Typically, the mask has the same width as the workpiece, such as a printed circuit board, a ceramic chip carrier for holding integrated circuits, etc. The nozzle travels across the mask, dispensing a thick paste that passes through the mask according to the pattern on the mask and is deposited on the workpiece.
As the nozzle traverses the surface of the mask, the plunger moves down and paste is dispensed through the nozzle. The paste is extruded through the metal mask onto the ceramic greensheet, in the case of chip carriers, filling through vias and printing metallized lines.
In this process, there are a number of conditions that can lead to screening problems:
a) Entrapped air bubbles in the paste causing random screening defects (line voids);
b) Nozzle and screener variability causing paste dispense rate variation that can result in yield losses and process control difficulties;
c) Interior reservoir wall defects, piston defects, and air cylinder misalignment/defects that can create binding or “hiccups” (stiction/friction) in plunger displacement; and
d) Screener or nozzle malfunctions can lead to gross paste overusage.
Presently, there is no good method for detecting any of the above problem conditions:
a) Entrapped air bubbles go largely unnoticed during the screening process. The entrapped bubbles can lead to small screening defects that are not detected until pattern inspection;
b) Paste dispense rate variation is currently undetectable in screening. This problem increases the variability of the manufacturing process, lowering overall product yields;
c) Stiction/friction and binding problems are only detectable through manual inspection of reservoir walls, piston, and air cylinder and their linkages and alignment; and
d) Gross paste overusage is usually not recognized until an entire paste reservoir has been wasted on just a handful of sheets (normal paste usage results in 50 60 sheets per reservoir).
Various mechanisms are known in the field of dispensing liquids. For example, U.S. Pat. No. 4,662,540 illustrates a pressure sensor that sends a signal representative of the pressure in the fluid reservoir to electronics that sound alarms when various undesirable situations occur. As one instance, the electronics sounds an alarm when the pressure exceeds a desired higher or lower limit.
Bubbles are detected by a rate of change in pressure that exceeds a limit.
The foregoing approach implicitly assumes that the cross section of the dispensing system is constant.

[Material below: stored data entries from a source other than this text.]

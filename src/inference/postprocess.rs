use crate::inference::{ClassProbability, PredictionResult};
use crate::models::ModelDescriptor;
use crate::utils::error::GardenError;
use crate::Result;

/// 输出概率保留的小数位数
pub const PROBABILITY_DECIMALS: i32 = 3;

/// 数值稳定的 softmax：p_i = exp(s_i - max) / Σ exp(s_j - max)
pub fn softmax(scores: &[f32]) -> Vec<f32> {
    if scores.is_empty() {
        return Vec::new();
    }

    let max = scores.iter().copied().fold(f32::NEG_INFINITY, f32::max);
    let exps: Vec<f32> = scores.iter().map(|s| (s - max).exp()).collect();
    let sum: f32 = exps.iter().sum();

    exps.into_iter().map(|e| e / sum).collect()
}

/// 每类四舍五入最多偏移半个单位，n 类之和与 1 的最大偏差
pub fn rounded_sum_tolerance(classes: usize) -> f32 {
    let half_unit = 0.5 / 10f32.powi(PROBABILITY_DECIMALS);
    classes as f32 * half_unit + 1e-4
}

pub fn round_probability(p: f32) -> f32 {
    let factor = 10f64.powi(PROBABILITY_DECIMALS);
    ((p as f64 * factor).round() / factor) as f32
}

/// 按描述中的类别顺序组装结果
pub fn format_result(descriptor: &ModelDescriptor, probabilities: &[f32]) -> Result<PredictionResult> {
    if probabilities.len() != descriptor.classes.len() {
        return Err(GardenError::Prediction(format!(
            "Model '{}' returned {} scores for {} classes",
            descriptor.name,
            probabilities.len(),
            descriptor.classes.len()
        )));
    }

    if let Some(bad) = probabilities.iter().find(|p| !(0.0..=1.0 + 1e-4).contains(*p)) {
        return Err(GardenError::Prediction(format!(
            "Model '{}' returned probability outside [0,1]: {}",
            descriptor.name, bad
        )));
    }

    let predictions: Vec<ClassProbability> = descriptor
        .classes
        .iter()
        .zip(probabilities)
        .map(|(label, p)| ClassProbability {
            label: label.clone(),
            probability: round_probability(p.min(1.0)),
        })
        .collect();

    let sum: f32 = predictions.iter().map(|p| p.probability).sum();
    if (sum - 1.0).abs() > rounded_sum_tolerance(predictions.len()) {
        return Err(GardenError::Prediction(format!(
            "Model '{}' returned probabilities summing to {}",
            descriptor.name, sum
        )));
    }

    Ok(PredictionResult {
        model: descriptor.name.clone(),
        version: descriptor.version,
        predictions,
    })
}
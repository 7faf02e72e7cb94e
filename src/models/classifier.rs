use crate::inference::PredictionRequest;
use crate::models::{ImageClassifier, TabularClassifier};
use crate::Result;

/// 统一的预测能力：返回按类别顺序排列、未取整的概率
pub trait Classifier: Send + Sync {
    fn predict(&self, request: &PredictionRequest) -> Result<Vec<f32>>;
}

/// 已加载的后端实现
pub enum Backend {
    Tabular(TabularClassifier),
    Image(ImageClassifier),
}

impl Backend {
    pub fn kind(&self) -> &'static str {
        match self {
            Backend::Tabular(_) => "tabular",
            Backend::Image(_) => "image",
        }
    }
}

impl Classifier for Backend {
    fn predict(&self, request: &PredictionRequest) -> Result<Vec<f32>> {
        match self {
            Backend::Tabular(classifier) => classifier.predict(request),
            Backend::Image(classifier) => classifier.predict(request),
        }
    }
}
pub mod error;
//! Code for the etxtbsy binary.

pub mod config;
pub mod deps;
pub mod dispatcher;
pub mod log;
pub mod worker;

use anyhow::Result;
use config::Config;
use deps::LinuxDeps;
use dispatcher::FatalPolicy;
use slog::{info, Logger};
use std::{ops::Add, process};
use worker::WorkerStats;

/// Run the harness with the real syscalls. Fatal worker errors terminate the process.
pub fn main(config: Config, log: Logger) -> Result<()> {
    info!(log, "started"; "config" => ?config, "pid" => process::id());

    let stats = dispatcher::run(&config, &log, FatalPolicy::ExitProcess, |_| LinuxDeps)?;

    let total = stats.into_iter().fold(WorkerStats::default(), Add::add);
    info!(log, "{}/{} anomalous", total.anomalies, total.iterations);
    Ok(())
}
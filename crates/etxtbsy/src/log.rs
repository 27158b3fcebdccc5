use crate::config::LogLevel;
use slog::{o, Drain, Key, LevelFilter, Logger, Never, OwnedKVList, Record, Serializer, KV as _};
use slog_term::{FullFormat, PlainSyncDecorator, TermDecorator, TestStdoutWriter};
use std::{
    fmt::{self, Write as _},
    sync::{Arc, Mutex, PoisonError},
};

/// Build the root logger and hand it to `f`.
///
/// The drain is synchronous. Workers terminate the process with `process::exit` as soon as they
/// log a fatal error, so nothing may be left sitting in a queue.
pub fn run_with_logger<T>(log_level: LogLevel, f: impl FnOnce(Logger) -> T) -> T {
    let decorator = TermDecorator::new().stderr().build();
    let drain = FullFormat::new(decorator).build();
    let drain = Mutex::new(drain).fuse();
    let drain = LevelFilter::new(drain, log_level.as_slog_level()).fuse();
    let log = Logger::root(drain, o!());
    f(log)
}

pub fn test_logger() -> Logger {
    let decorator = PlainSyncDecorator::new(TestStdoutWriter);
    let drain = FullFormat::new(decorator).build().fuse();
    Logger::root(drain, o!())
}

/// A drain that remembers every record as `"<level> <message> <key>=<value>..."`. The record's
/// own key-values come first, followed by the logger's.
#[derive(Clone, Default)]
pub struct CapturingDrain(Arc<Mutex<Vec<String>>>);

impl CapturingDrain {
    pub fn logger(&self) -> Logger {
        Logger::root(self.clone(), o!())
    }

    pub fn lines(&self) -> Vec<String> {
        self.0.lock().unwrap_or_else(PoisonError::into_inner).clone()
    }
}

struct LineSerializer<'a>(&'a mut String);

impl Serializer for LineSerializer<'_> {
    fn emit_arguments(&mut self, key: Key, val: &fmt::Arguments) -> slog::Result {
        write!(self.0, " {key}={val}")?;
        Ok(())
    }
}

impl Drain for CapturingDrain {
    type Ok = ();
    type Err = Never;

    fn log(&self, record: &Record, values: &OwnedKVList) -> Result<(), Never> {
        let mut line = format!("{} {}", record.level().as_short_str(), record.msg());
        let mut serializer = LineSerializer(&mut line);
        // Writing into a String can't fail.
        let _ = record.kv().serialize(record, &mut serializer);
        let _ = values.serialize(record, &mut serializer);
        self.0
            .lock()
            .unwrap_or_else(PoisonError::into_inner)
            .push(line);
        Ok(())
    }
}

In the field of paste dispensing, through a mask, the cross section of the pattern is a variable and therefore the “impedance” of the system will also vary.
In addition, the paste reservoirs are not constant in time, but change as different batches are made up from clean component parts and put into the line.
Furthermore, the use of pressure sensors is not practical in this instance because of the difficulty in properly mounting them in communication with the paste and the difficulty in cleaning them and protecting them from malfunction due to dried paste.
Thus, the field of paste dispensing has not had available a satisfactory monitoring system.